═════ Data provided ═════
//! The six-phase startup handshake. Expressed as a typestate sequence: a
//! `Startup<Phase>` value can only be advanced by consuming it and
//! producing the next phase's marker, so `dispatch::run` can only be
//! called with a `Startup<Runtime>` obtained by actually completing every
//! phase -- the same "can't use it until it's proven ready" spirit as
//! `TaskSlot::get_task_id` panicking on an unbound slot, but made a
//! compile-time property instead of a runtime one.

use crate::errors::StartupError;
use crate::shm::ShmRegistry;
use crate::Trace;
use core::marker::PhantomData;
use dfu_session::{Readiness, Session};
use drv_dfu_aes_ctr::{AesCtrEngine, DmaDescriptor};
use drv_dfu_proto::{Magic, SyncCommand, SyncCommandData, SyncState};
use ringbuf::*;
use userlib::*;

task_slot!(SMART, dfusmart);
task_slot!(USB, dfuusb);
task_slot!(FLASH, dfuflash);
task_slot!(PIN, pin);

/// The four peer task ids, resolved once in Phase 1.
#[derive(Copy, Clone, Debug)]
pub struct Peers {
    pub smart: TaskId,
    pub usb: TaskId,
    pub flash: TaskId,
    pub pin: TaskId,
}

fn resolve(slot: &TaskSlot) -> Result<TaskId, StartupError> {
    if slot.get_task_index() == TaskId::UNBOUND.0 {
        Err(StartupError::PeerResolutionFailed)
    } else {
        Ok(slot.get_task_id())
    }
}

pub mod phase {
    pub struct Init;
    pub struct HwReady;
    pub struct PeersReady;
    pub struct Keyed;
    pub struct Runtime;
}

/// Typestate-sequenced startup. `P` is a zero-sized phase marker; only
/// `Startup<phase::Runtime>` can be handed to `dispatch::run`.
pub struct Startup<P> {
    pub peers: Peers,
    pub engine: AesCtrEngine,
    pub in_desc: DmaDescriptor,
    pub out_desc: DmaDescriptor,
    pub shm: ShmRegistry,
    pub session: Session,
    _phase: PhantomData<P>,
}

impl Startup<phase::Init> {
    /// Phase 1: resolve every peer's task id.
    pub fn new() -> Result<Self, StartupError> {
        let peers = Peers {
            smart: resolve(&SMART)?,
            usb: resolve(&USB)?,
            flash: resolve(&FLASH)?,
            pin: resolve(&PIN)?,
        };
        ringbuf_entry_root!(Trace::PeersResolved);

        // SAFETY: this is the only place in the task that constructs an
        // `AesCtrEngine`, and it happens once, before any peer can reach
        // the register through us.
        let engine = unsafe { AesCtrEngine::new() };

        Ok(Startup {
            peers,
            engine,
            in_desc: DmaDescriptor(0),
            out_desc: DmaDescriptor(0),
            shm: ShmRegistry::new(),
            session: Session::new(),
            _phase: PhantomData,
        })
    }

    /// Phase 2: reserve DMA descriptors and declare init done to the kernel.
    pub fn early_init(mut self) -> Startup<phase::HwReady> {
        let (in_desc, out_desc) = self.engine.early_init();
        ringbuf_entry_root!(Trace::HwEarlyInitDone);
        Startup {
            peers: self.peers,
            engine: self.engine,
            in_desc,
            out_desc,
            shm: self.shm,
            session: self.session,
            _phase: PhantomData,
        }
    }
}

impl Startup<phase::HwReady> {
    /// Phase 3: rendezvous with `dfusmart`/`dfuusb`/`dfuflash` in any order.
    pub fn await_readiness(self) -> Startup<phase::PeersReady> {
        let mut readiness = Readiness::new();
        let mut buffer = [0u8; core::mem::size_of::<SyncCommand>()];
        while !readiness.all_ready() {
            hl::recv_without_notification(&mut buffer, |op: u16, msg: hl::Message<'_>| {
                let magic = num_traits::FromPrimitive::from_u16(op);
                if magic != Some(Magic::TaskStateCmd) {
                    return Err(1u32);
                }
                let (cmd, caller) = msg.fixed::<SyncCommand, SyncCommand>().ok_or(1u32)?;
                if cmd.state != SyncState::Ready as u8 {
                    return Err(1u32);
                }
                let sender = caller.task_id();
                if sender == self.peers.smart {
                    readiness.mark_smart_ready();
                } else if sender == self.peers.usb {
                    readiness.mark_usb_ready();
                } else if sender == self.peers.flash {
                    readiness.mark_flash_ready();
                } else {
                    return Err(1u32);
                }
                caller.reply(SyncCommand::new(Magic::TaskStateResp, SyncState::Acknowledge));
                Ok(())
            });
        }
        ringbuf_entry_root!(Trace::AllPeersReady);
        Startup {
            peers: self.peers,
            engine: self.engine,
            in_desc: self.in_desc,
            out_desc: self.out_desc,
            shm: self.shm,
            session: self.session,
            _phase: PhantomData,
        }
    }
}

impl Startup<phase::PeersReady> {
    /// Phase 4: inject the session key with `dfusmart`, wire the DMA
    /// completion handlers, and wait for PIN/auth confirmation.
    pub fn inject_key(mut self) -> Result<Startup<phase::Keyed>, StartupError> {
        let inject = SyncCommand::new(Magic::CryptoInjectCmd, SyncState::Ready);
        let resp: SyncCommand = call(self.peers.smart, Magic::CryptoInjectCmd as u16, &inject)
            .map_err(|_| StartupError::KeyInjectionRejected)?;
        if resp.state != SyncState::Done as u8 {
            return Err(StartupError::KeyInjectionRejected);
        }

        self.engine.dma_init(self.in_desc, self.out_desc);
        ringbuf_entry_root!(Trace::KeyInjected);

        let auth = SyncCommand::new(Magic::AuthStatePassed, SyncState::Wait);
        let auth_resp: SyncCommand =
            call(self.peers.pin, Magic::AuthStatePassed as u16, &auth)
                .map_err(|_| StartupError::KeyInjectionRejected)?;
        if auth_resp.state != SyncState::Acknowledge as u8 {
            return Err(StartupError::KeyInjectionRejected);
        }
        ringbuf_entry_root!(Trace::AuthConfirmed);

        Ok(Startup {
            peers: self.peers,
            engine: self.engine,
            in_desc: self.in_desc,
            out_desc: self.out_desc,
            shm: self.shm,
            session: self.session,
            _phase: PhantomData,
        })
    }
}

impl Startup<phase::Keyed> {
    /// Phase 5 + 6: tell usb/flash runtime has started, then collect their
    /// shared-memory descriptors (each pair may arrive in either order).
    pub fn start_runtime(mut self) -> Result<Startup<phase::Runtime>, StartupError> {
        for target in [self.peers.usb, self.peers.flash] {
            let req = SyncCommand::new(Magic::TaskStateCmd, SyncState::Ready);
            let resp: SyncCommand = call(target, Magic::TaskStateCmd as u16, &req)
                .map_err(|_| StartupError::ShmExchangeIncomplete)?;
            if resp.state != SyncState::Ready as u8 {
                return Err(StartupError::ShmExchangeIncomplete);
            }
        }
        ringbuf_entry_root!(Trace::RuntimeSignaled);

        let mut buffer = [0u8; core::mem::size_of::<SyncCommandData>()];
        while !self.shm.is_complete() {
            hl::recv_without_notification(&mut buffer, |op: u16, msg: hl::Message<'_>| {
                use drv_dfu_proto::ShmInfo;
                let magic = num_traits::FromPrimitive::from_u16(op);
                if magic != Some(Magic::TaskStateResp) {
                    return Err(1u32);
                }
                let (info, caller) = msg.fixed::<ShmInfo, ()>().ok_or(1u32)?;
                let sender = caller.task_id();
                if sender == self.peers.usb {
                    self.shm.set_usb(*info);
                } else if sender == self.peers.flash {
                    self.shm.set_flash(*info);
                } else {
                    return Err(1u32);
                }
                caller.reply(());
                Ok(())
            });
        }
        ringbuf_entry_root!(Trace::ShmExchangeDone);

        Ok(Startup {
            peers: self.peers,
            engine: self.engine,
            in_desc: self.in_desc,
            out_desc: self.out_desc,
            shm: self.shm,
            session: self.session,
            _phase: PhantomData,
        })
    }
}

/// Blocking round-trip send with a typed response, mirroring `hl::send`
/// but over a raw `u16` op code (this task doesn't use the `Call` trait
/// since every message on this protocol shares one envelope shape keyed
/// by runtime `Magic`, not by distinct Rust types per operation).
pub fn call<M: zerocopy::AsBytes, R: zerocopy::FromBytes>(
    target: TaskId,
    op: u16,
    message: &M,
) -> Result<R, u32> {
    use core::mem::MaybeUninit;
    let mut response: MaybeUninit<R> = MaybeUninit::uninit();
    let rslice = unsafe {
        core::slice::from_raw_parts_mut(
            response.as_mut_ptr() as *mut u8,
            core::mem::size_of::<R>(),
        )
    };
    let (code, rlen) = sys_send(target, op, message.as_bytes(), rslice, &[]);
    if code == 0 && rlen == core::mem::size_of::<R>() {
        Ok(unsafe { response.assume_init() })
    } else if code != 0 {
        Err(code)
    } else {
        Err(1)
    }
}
═════
== Your goal ==
Of the lines above, extract only those from the line with "use drv_dfu_proto::ShmInfo;" to the line with "let mut response: MaybeUninit<R>", both included, exactly as written.

== Reply to the task ==
                use drv_dfu_proto::ShmInfo;
                let magic = num_traits::FromPrimitive::from_u16(op);
                if magic != Some(Magic::TaskStateResp) {
                    return Err(1u32);
                }
                let (info, caller) = msg.fixed::<ShmInfo, ()>().ok_or(1u32)?;
                let sender = caller.task_id();
                if sender == self.peers.usb {
                    self.shm.set_usb(*info);
                } else if sender == self.peers.flash {
                    self.shm.set_flash(*info);
                } else {
                    return Err(1u32);
                }
                caller.reply(());
                Ok(())
            });
        }
        ringbuf_entry_root!(Trace::ShmExchangeDone);

        Ok(Startup {
            peers: self.peers,
            engine: self.engine,
            in_desc: self.in_desc,
            out_desc: self.out_desc,
            shm: self.shm,
            session: self.session,
            _phase: PhantomData,
        })
    }
}

/// Blocking round-trip send with a typed response, mirroring `hl::send`
/// but over a raw `u16` op code (this task doesn't use the `Call` trait
/// since every message on this protocol shares one envelope shape keyed
/// by runtime `Magic`, not by distinct Rust types per operation).
pub fn call<M: zerocopy::AsBytes, R: zerocopy::FromBytes>(
    target: TaskId,
    op: u16,
    message: &M,
) -> Result<R, u32> {
    use core::mem::MaybeUninit;
    let mut response: MaybeUninit<R> = MaybeUninit::uninit();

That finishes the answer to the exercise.